Therapeutics such as anti-VEGF agents, glaucoma medications, and other
medicaments can
rapidly permeate ocular tissues with laser-based drug delivery treatments. In
some embodiments,
the systems, methods, and apparatus described herein may be used to treat
monovision.
[0065] In some embodiments, the systems, methods, and apparatus described
herein may be used
for treatment of primary open angle glaucoma (POAG) and/or primary angle
closure glaucoma
(PACG).

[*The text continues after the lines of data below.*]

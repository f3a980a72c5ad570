use std::fs;
use std::path::Path;

use crate::address::PathComponents;
use crate::context::Context;
use crate::error::Result;
use crate::{perms, sweatfile::Sweatfile, vcs};

const OVERLAY_DIR: &str = "rcm-worktrees";

/// Creates the workspace directory, registers it as a git worktree of
/// `repo_path`, then layers the dotfile overlay and provisioning on top.
pub fn create(ctx: &Context, comp: &PathComponents, repo_path: &Path, ws_path: &Path) -> Result<()> {
    let home = &ctx.config.home;
    fs::create_dir_all(ws_path)?;
    tracing::info!(path = %ws_path.display(), "creating worktree");
    vcs::worktree_add(ctx.vcs, repo_path, ws_path)?;
    apply_overlay(home, &comp.eng_area, ws_path)?;

    let rules = perms::tier_rules(&ctx.config.tiers_dir(), &comp.repo)?;
    perms::apply_agent_settings(ws_path, &rules)?;
    Sweatfile::load_layered(home, &comp.eng_area, repo_path)?.apply(home, repo_path, ws_path)
}

/// Symlinks every file under `<home>/<eng_area>/rcm-worktrees` into the
/// workspace as a dotfile (`config/git/ignore` becomes `.config/git/ignore`).
/// Existing destinations are never replaced. No template tree is a no-op.
pub fn apply_overlay(home: &Path, eng_area: &str, ws_path: &Path) -> Result<()> {
    let overlay = home.join(eng_area).join(OVERLAY_DIR);
    if !overlay.is_dir() {
        return Ok(());
    }
    let mut files = Vec::new();
    collect_files(&overlay, &mut files)?;
    for src in files {
        let Ok(rel) = src.strip_prefix(&overlay) else {
            continue;
        };
        let dest = ws_path.join(format!(".{}", rel.display()));
        if dest.symlink_metadata().is_ok() {
            continue;
        }
        if let Some(parent) = dest.parent() {
            fs::create_dir_all(parent)?;
        }
        std::os::unix::fs::symlink(&src, &dest)?;
    }
    Ok(())
}

fn collect_files(dir: &Path, out: &mut Vec<std::path::PathBuf>) -> Result<()> {
    for entry in fs::read_dir(dir)? {
        let entry = entry?;
        let path = entry.path();
        if entry.file_type()?.is_dir() {
            collect_files(&path, out)?;
        } else {
            out.push(path);
        }
    }
    Ok(())
}

/// A linked worktree carries a `.git` file pointing back at its repository.
pub fn is_worktree(dir: &Path) -> bool {
    dir.join(".git").exists()
}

For example, the systems, methods, and apparatus described herein may
be used for
transscleral delivery of near- to mid-IR laser energy under a topical
anesthetic (optionally
without using a slit lamp). Treatment duration may be about one minute per eye
for either closed
angle or open angle glaucoma. The laser may be an 810nm laser (e.g., near-IR),
or a mid-IR laser
(e.g., within a range of about 1.4um to 1.6um). Treatments may be patterned to
rotate the scleral
spur (ACG), curtail aqueous secretion (CP), decalcify exposed regions of eye
tissue, dilate
Schlemm's Canal/Trabecular Meshwork/Collector Channel cross sectional areas,
and/or increase
uveoscleral outflow/hydraulic conductivity by induced scleral softening.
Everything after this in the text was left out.